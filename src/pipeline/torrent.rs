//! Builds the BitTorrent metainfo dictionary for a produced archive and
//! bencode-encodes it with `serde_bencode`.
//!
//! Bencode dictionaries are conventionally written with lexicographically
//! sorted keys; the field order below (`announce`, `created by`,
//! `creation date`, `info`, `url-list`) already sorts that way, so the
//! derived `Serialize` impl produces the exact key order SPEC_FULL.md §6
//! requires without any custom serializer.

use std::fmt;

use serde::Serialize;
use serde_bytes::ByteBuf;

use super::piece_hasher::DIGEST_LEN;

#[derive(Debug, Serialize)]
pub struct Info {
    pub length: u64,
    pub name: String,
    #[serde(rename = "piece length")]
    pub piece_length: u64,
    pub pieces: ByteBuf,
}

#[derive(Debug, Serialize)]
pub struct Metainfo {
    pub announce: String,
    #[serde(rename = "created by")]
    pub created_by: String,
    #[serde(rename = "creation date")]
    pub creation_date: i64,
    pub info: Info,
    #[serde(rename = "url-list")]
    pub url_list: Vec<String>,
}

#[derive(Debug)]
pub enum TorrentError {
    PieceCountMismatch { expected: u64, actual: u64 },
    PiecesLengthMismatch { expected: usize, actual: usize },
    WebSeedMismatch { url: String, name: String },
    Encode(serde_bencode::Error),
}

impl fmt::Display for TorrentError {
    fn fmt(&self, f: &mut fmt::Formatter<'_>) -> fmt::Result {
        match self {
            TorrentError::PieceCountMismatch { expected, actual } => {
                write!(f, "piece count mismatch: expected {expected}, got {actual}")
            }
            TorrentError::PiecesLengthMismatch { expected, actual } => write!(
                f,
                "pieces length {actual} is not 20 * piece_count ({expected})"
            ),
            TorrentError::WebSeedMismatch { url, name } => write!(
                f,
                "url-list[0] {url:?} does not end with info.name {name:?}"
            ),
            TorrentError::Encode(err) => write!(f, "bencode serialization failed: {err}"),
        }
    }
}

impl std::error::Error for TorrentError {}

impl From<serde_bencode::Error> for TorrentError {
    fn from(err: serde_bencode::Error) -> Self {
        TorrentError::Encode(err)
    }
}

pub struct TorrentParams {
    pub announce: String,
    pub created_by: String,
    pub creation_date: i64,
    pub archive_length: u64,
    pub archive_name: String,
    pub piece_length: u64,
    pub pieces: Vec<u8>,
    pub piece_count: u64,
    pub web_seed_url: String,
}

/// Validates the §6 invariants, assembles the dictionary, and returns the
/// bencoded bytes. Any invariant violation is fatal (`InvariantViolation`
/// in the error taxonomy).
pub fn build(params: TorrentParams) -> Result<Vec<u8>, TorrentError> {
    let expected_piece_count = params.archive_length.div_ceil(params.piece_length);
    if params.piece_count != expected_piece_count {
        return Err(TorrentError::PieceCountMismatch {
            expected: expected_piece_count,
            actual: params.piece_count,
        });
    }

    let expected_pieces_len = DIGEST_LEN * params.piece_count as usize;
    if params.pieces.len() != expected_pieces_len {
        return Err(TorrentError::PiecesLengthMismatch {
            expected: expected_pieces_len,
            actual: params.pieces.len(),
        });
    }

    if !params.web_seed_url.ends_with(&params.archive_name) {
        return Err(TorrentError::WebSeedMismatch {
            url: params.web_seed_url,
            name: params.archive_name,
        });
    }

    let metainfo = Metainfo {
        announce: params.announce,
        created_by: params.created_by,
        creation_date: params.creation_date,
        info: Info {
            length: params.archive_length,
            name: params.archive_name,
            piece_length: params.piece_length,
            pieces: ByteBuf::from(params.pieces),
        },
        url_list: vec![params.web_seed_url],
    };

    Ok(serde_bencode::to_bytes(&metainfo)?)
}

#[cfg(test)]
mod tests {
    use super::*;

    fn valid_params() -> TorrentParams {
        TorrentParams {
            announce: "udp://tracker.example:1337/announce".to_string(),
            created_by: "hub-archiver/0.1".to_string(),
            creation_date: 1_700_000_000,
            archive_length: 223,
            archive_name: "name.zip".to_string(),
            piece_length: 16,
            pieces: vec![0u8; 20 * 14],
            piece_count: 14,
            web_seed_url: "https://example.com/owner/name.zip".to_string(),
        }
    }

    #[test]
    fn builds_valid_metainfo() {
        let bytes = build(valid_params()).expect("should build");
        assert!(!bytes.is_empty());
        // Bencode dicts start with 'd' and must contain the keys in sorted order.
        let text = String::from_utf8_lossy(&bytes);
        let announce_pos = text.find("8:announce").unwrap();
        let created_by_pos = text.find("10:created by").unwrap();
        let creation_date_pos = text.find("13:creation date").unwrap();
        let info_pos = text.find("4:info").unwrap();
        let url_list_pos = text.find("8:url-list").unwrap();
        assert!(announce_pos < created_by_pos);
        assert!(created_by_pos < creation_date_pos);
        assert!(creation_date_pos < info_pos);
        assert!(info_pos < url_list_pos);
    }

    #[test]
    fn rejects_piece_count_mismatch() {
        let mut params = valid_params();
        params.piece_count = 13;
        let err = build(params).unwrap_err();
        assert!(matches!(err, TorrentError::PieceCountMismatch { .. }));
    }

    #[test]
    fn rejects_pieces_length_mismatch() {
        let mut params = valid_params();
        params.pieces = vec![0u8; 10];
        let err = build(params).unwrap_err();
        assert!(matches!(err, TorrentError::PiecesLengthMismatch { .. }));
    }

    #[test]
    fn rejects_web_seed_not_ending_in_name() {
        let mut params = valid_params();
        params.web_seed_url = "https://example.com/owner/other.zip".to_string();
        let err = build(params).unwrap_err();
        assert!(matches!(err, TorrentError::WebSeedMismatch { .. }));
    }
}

+-------+

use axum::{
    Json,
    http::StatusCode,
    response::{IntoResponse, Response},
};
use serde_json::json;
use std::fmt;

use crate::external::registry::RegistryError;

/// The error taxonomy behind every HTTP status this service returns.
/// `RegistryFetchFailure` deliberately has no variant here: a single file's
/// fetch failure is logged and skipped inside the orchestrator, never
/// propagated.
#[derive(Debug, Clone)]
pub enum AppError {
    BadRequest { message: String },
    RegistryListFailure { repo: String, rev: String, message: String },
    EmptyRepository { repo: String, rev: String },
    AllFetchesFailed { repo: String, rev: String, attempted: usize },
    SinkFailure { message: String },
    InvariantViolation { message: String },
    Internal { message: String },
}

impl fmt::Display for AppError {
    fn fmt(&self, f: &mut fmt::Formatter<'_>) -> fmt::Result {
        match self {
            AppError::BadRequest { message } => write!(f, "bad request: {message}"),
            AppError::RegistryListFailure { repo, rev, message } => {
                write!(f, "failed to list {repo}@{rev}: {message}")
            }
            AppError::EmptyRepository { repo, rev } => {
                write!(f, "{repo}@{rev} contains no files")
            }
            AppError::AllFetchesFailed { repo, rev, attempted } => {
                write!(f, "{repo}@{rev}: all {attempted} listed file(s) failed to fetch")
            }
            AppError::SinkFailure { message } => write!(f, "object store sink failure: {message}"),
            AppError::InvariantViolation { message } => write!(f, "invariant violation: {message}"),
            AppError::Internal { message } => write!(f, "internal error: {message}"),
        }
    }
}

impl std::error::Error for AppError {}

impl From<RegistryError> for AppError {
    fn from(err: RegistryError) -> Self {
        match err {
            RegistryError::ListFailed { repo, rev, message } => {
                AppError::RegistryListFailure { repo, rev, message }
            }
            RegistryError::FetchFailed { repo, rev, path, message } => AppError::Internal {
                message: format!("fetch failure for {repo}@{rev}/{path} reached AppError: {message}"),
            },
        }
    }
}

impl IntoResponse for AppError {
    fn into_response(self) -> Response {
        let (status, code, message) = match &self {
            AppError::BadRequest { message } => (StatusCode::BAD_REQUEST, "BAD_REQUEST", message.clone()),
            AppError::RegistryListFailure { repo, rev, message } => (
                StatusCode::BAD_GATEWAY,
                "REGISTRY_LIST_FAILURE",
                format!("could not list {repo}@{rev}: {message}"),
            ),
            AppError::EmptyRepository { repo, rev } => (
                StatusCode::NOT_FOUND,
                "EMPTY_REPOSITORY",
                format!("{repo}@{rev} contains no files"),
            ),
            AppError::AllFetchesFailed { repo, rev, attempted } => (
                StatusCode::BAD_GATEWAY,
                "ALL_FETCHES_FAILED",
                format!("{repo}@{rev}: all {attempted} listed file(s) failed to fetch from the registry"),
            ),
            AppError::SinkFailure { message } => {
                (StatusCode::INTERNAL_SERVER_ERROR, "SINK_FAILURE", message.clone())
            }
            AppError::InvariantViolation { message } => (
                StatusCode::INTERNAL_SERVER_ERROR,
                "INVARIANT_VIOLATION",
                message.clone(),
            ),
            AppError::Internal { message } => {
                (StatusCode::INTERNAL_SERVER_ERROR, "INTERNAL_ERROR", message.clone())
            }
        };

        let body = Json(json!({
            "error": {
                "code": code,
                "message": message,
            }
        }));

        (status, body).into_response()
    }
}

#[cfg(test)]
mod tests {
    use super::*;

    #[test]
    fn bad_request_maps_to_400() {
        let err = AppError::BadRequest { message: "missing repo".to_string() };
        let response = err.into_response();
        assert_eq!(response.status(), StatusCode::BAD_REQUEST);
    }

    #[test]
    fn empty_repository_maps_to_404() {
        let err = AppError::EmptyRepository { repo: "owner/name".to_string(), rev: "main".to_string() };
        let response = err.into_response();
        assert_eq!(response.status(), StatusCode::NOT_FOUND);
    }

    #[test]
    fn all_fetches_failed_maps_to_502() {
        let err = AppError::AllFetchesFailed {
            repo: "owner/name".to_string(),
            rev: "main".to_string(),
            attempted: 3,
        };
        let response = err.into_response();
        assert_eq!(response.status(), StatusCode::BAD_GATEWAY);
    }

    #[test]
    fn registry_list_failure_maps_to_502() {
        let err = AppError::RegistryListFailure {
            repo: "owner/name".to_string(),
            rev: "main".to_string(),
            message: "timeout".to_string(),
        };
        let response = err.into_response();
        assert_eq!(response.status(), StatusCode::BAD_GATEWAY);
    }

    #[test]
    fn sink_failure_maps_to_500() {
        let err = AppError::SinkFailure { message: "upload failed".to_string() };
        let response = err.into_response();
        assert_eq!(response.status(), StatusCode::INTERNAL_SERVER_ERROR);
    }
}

+-------+

* **The task**
In the listing above, find the line with "filename src/pipeline/torrent.rs" and the line with "written with lexicographically", then print exactly those two lines and every line between them, and nothing more.

* **Expected answer**
filename src/pipeline/torrent.rs
//! Builds the BitTorrent metainfo dictionary for a produced archive and
//! bencode-encodes it with `serde_bencode`.
//!
//! Bencode dictionaries are conventionally written with lexicographically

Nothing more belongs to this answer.